Permasalahan dalam perundingan tersebut mencakup tahanan mana yang akan dibebaskan pada bagian pertama perjanjian gencatan senjata bertahap, tahanan Palestina mana yang akan dibebaskan, dan sejauh mana penarikan pasukan Israel dari pusat-pusat populasi di Gaza.
Hamdah Salhut dari Al Jazeera, melaporkan dari Yordania, mengatakan tim perunding Israel di Qatar diperkirakan akan tinggal di negara itu setidaknya satu hari lagi “untuk menuntaskan rincian akhir untuk kemungkinan kesepakatan”.

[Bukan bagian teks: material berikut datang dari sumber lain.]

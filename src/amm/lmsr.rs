//! LMSR cost function, prices and trade sizing.
//!
//! ## Cost function
//!
//! `C(q) = b * ln(sum_i exp(q_i / b))`, evaluated in the shifted form
//!
//! ```text
//! C(q) = m + b * ln(sum_i exp((q_i - m) / b)),   m = max_i q_i
//! ```
//!
//! Every exponent is at most zero, so `exp` never saturates and the sum lies
//! in `[1, n]`. The same terms give the prices `p_i = exp_i / sum`.
//!
//! ## Rounding allowance
//!
//! Cost differences are computed from two truncated cost evaluations. To keep
//! every rounding error on the pool's side, each difference carries a
//! one-sided allowance `eps = b * 10^-16 + 1 raw`:
//!
//! - `buy_cost(d) = C(q + d*e_i) - C(q) + eps`
//! - `sell_return(d) = max(0, C(q) - C(q - d*e_i) - eps)`
//!
//! Buying `d` and selling it straight back therefore returns exactly
//! `buy_cost(d) - 2 * eps`.
//!
//! ## Trade sizing
//!
//! [`solve_buy`] finds the largest `d` with `buy_cost(d) <= budget`. The
//! bracket starts at `[0, 2 * budget]` and doubles its upper end until the
//! cost exceeds the budget, then bisects down to one raw unit.

use crate::error::{Error, Result};
use crate::math::{exp, ln, MathError};
use crate::types::Fixed;

/// Relative part of the rounding allowance: 10^-16 as a raw factor
pub const ALLOWANCE_FACTOR: Fixed = Fixed::from_raw(100);

/// Shifted exponentials `exp((q_i - m) / b)` and their sum
struct Terms {
    max: Fixed,
    exps: Vec<Fixed>,
    sum: Fixed,
}

fn terms(q: &[Fixed], b: Fixed) -> std::result::Result<Terms, MathError> {
    if !b.is_positive() {
        return Err(MathError::DivisionByZero);
    }
    let max = q.iter().copied().max().unwrap_or(Fixed::ZERO);

    let mut exps = Vec::with_capacity(q.len());
    let mut sum = Fixed::ZERO;
    for &qi in q {
        let exponent = match qi.try_sub(max)?.checked_div(b) {
            Some(exponent) => exp(exponent)?,
            // Quotient below i128::MIN: the term vanishes
            None => Fixed::ZERO,
        };
        sum = sum.try_add(exponent)?;
        exps.push(exponent);
    }
    Ok(Terms { max, exps, sum })
}

/// `C(q)` for liquidity parameter `b`.
///
/// # Example
///
/// ```
/// use lmsr_markets::amm::lmsr::cost;
/// use lmsr_markets::types::Fixed;
///
/// // Two outcomes, nothing sold: C = b * ln 2
/// let b = Fixed::from_int(100);
/// let c = cost(&[Fixed::ZERO, Fixed::ZERO], b).unwrap();
/// assert!((c.raw() - 69_314_718_055_994_530_941).abs() < 100_000);
/// ```
pub fn cost(q: &[Fixed], b: Fixed) -> std::result::Result<Fixed, MathError> {
    let terms = terms(q, b)?;
    let log_sum = ln(terms.sum)?;
    terms.max.try_add(b.try_mul(log_sum)?)
}

/// Instantaneous prices. They sum to `Fixed::ONE` within `q.len()` raw units.
pub fn prices(q: &[Fixed], b: Fixed) -> std::result::Result<Vec<Fixed>, MathError> {
    let terms = terms(q, b)?;
    terms.exps.iter().map(|&e| e.try_div(terms.sum)).collect()
}

/// `b * 10^-16 + 1 raw`
pub fn rounding_allowance(b: Fixed) -> std::result::Result<Fixed, MathError> {
    b.try_mul(ALLOWANCE_FACTOR)?.try_add(Fixed::from_raw(1))
}

/// Largest possible pool loss against any single outcome: `b * ln(n)`
pub fn max_loss(b: Fixed, outcomes: usize) -> std::result::Result<Fixed, MathError> {
    let n = i64::try_from(outcomes).map_err(|_| MathError::Overflow)?;
    b.try_mul(ln(Fixed::from_int(n))?)
}

fn shifted(q: &[Fixed], outcome: usize, delta: Fixed) -> std::result::Result<Vec<Fixed>, MathError> {
    let mut moved = q.to_vec();
    let entry = moved.get_mut(outcome).ok_or(MathError::Overflow)?;
    *entry = entry.try_add(delta)?;
    Ok(moved)
}

/// Collateral needed to buy `delta` tokens of `outcome`, allowance included
pub fn buy_cost(
    q: &[Fixed],
    b: Fixed,
    outcome: usize,
    delta: Fixed,
) -> std::result::Result<Fixed, MathError> {
    let after = cost(&shifted(q, outcome, delta)?, b)?;
    after
        .try_sub(cost(q, b)?)?
        .try_add(rounding_allowance(b)?)
}

/// Collateral returned for selling `delta` tokens of `outcome`, floored at zero
pub fn sell_return(
    q: &[Fixed],
    b: Fixed,
    outcome: usize,
    delta: Fixed,
) -> std::result::Result<Fixed, MathError> {
    let negated = delta.checked_neg().ok_or(MathError::Overflow)?;
    let after = cost(&shifted(q, outcome, negated)?, b)?;
    let gross = cost(q, b)?.try_sub(after)?;
    let net = gross.try_sub(rounding_allowance(b)?)?;
    Ok(net.max(Fixed::ZERO))
}

/// Largest token amount `d` with `buy_cost(d) <= budget`.
///
/// # Arguments
///
/// * `q` - Net-sold vector
/// * `b` - Liquidity parameter
/// * `outcome` - Index of the outcome bought
/// * `budget` - Collateral offered
/// * `max_doublings` - How often the bracket may double before giving up
///
/// # Errors
///
/// * `ZeroOutput` - not even one raw unit is affordable
/// * `QuoteOutOfRange` - the bracket never caught the budget
pub fn solve_buy(
    q: &[Fixed],
    b: Fixed,
    outcome: usize,
    budget: Fixed,
    max_doublings: u32,
) -> Result<Fixed> {
    if outcome >= q.len() {
        return Err(Error::OutcomeOutOfRange {
            outcome: u8::try_from(outcome).unwrap_or(u8::MAX),
            count: u8::try_from(q.len()).unwrap_or(u8::MAX),
        });
    }
    let budget_units = budget.to_amount().unwrap_or(0);

    // buy_cost(d) <= budget  <=>  C(q + d*e_i) <= C(q) + budget - eps
    let target = cost(q, b)?
        .try_add(budget)?
        .try_sub(rounding_allowance(b)?)?;
    let affordable = |delta: Fixed| -> Result<bool> {
        let moved = match shifted(q, outcome, delta) {
            Ok(moved) => moved,
            Err(MathError::Overflow) => return Ok(false),
            Err(err) => return Err(err.into()),
        };
        match cost(&moved, b) {
            Ok(after) => Ok(after <= target),
            Err(MathError::Overflow) => Ok(false),
            Err(err) => Err(err.into()),
        }
    };

    let mut lo = Fixed::ZERO;
    let mut hi = budget
        .checked_mul_int(2)
        .unwrap_or(Fixed::MAX)
        .max(Fixed::from_raw(1));
    let mut doublings = 0;
    while affordable(hi)? {
        if doublings == max_doublings {
            return Err(Error::QuoteOutOfRange(budget_units));
        }
        lo = hi;
        hi = hi
            .checked_mul_int(2)
            .ok_or(Error::QuoteOutOfRange(budget_units))?;
        doublings += 1;
    }

    // affordable(lo) || lo == 0, and !affordable(hi)
    while hi.raw() - lo.raw() > 1 {
        let mid = Fixed::from_raw(lo.raw() + (hi.raw() - lo.raw()) / 2);
        if affordable(mid)? {
            lo = mid;
        } else {
            hi = mid;
        }
    }

    if lo.is_zero() {
        return Err(Error::ZeroOutput);
    }
    Ok(lo)
}

// ============================================================================
// Unit Tests
// ============================================================================

#[cfg(test)]
mod tests {
    use super::*;
    use crate::types::WAD;

    fn fx(s: &str) -> Fixed {
        s.parse().unwrap()
    }

    fn zeros(n: usize) -> Vec<Fixed> {
        vec![Fixed::ZERO; n]
    }

    fn sum(values: &[Fixed]) -> i128 {
        values.iter().map(|v| v.raw()).sum()
    }

    #[test]
    fn test_uniform_prices() {
        let b = Fixed::from_int(1_000);
        assert_eq!(prices(&zeros(2), b).unwrap(), vec![fx("0.5"), fx("0.5")]);
        assert_eq!(prices(&zeros(4), b).unwrap(), vec![fx("0.25"); 4]);
    }

    #[test]
    fn test_prices_normalized() {
        let b = Fixed::from_int(50);
        for n in 2..=8usize {
            let q: Vec<Fixed> = (0..n)
                .map(|i| Fixed::from_int(i as i64 * 37 - 90))
                .collect();
            let p = prices(&q, b).unwrap();
            let total = sum(&p);
            assert!(total <= WAD && total >= WAD - n as i128, "n={} total={}", n, total);
        }
    }

    #[test]
    fn test_cost_of_empty_book() {
        let b = Fixed::from_int(10);
        let c = cost(&zeros(3), b).unwrap();
        let expected = max_loss(b, 3).unwrap();
        assert_eq!(c, expected);
    }

    #[test]
    fn test_cost_bounds() {
        // max q <= C(q) <= max q + b ln n
        let b = Fixed::from_int(20);
        let q = vec![Fixed::from_int(30), Fixed::from_int(-5), Fixed::from_int(12)];
        let c = cost(&q, b).unwrap();
        assert!(c >= Fixed::from_int(30));
        assert!(c <= Fixed::from_int(30).checked_add(max_loss(b, 3).unwrap()).unwrap());
    }

    #[test]
    fn test_buying_raises_own_price() {
        let b = Fixed::from_int(100);
        let before = prices(&zeros(3), b).unwrap();
        let after = prices(&[Fixed::ZERO, Fixed::from_int(10), Fixed::ZERO], b).unwrap();
        assert!(after[1] > before[1]);
        assert!(after[0] < before[0]);
        assert!(after[2] < before[2]);
    }

    #[test]
    fn test_rounding_allowance() {
        assert_eq!(rounding_allowance(Fixed::from_raw(1_000_000_000)).unwrap().raw(), 1);
        assert_eq!(
            rounding_allowance(Fixed::from_int(1_000)).unwrap().raw(),
            100_000 + 1
        );
    }

    #[test]
    fn test_solve_buy_is_tight() {
        let b = Fixed::from_raw(1_000_000_000);
        let q = zeros(2);
        let budget = Fixed::from_raw(100_000_000);
        let delta = solve_buy(&q, b, 1, budget, 96).unwrap();
        assert!(buy_cost(&q, b, 1, delta).unwrap() <= budget);
        assert!(buy_cost(&q, b, 1, Fixed::from_raw(delta.raw() + 1)).unwrap() > budget);
        // price starts at 0.5, so the first tokens cost about half a unit each
        assert!(delta > budget);
        assert!(delta.raw() < 2 * budget.raw());
    }

    #[test]
    fn test_round_trip_loses_twice_the_allowance() {
        let b = Fixed::from_raw(1_000_000_000);
        let q = vec![Fixed::from_raw(300_000_000), Fixed::from_raw(-20_000_000)];
        let budget = Fixed::from_raw(55_555_555);
        let delta = solve_buy(&q, b, 0, budget, 96).unwrap();
        let paid = buy_cost(&q, b, 0, delta).unwrap();

        let after = vec![q[0].checked_add(delta).unwrap(), q[1]];
        let back = sell_return(&after, b, 0, delta).unwrap();
        let eps = rounding_allowance(b).unwrap();
        assert_eq!(back.raw(), paid.raw() - 2 * eps.raw());
        assert!(back < budget);
    }

    #[test]
    fn test_bracket_expands_for_cheap_outcomes() {
        // Outcome 1 is nearly worthless: far more than 2x the budget is affordable
        let b = Fixed::from_int(1);
        let q = vec![Fixed::from_int(10), Fixed::ZERO];
        let budget = Fixed::from_raw(1_000_000);
        let delta = solve_buy(&q, b, 1, budget, 96).unwrap();
        assert!(delta.raw() > 2 * budget.raw());
        assert!(buy_cost(&q, b, 1, delta).unwrap() <= budget);
    }

    #[test]
    fn test_bracket_limit() {
        let b = Fixed::from_int(1);
        let q = vec![Fixed::from_int(10), Fixed::ZERO];
        let budget = Fixed::from_raw(1_000_000);
        assert_eq!(
            solve_buy(&q, b, 1, budget, 0),
            Err(Error::QuoteOutOfRange(1_000_000))
        );
    }

    #[test]
    fn test_budget_below_allowance() {
        let b = Fixed::from_int(1_000);
        assert_eq!(
            solve_buy(&zeros(2), b, 0, Fixed::from_raw(10), 96),
            Err(Error::ZeroOutput)
        );
    }

    #[test]
    fn test_sell_return_floor() {
        let b = Fixed::from_int(1_000);
        // Selling one raw unit is worth less than the allowance
        assert_eq!(
            sell_return(&zeros(2), b, 0, Fixed::from_raw(1)).unwrap(),
            Fixed::ZERO
        );
    }

    #[test]
    fn test_max_loss() {
        let b = Fixed::from_int(1_000);
        let loss = max_loss(b, 2).unwrap();
        // 1000 * ln 2 = 693.147180559945309417
        assert!((loss.raw() - fx("693.147180559945309417").raw()).abs() < 1_000_000);
    }
}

Dia mencatat bahwa Israel dan Hamas saling menyalahkan atas keterlambatan mencapai kesepakatan, sementara ada ketidaksepakatan di antara koalisi Netanyahu mengenai gencatan senjata.
“Anggota sayap kanan mengatakan mereka akan memberikan suara menentangnya dan Netanyahu bahkan telah berbicara dengan anggota sayap kanan, termasuk Menteri Keuangan Bezalel Smotrich untuk mencoba menghangatkan mereka terhadap gagasan kesepakatan,” katanya. “Ada aliran pemikiran di Israel bahwa Netanyahu telah memperpanjang perang dan tidak menyetujui kesepakatan karena dia khawatir hal itu dapat mengakibatkan runtuhnya pemerintahannya. Namun demikian, pembicaraan ini masih berlangsung karena para mediator berusaha keras untuk mencapai kesepakatan.”
Pembicaraan tersebut terjadi ketika Israel terus melakukan pemboman tanpa henti terhadap Jalur Gaza, khususnya bagian utara wilayah kantong tersebut, yang telah mengalami pengepungan brutal selama lebih dari 100 hari. Sumber-sumber medis di Gaza mengatakan 5.000 orang telah terbunuh atau hilang akibat serangan yang sedang berlangsung.
Kampanye Israel di Gaza telah menewaskan lebih dari 46.000 warga Palestina, mayoritas perempuan dan anak-anak, dan membuat lebih dari 90 persen penduduk wilayah tersebut mengungsi dari rumah mereka. Perang brutal, yang oleh beberapa ahli PBB digambarkan sebagai “genosida”, dimulai setelah serangan pimpinan Hamas terhadap Israel pada tanggal 7 Oktober 2023, di mana pejuang Palestina membunuh 1.200 orang dan menawan 250 lainnya.
Hanya satu gencatan senjata singkat yang berhasil dicapai dalam 15 bulan perang, pada minggu-minggu awal pertempuran.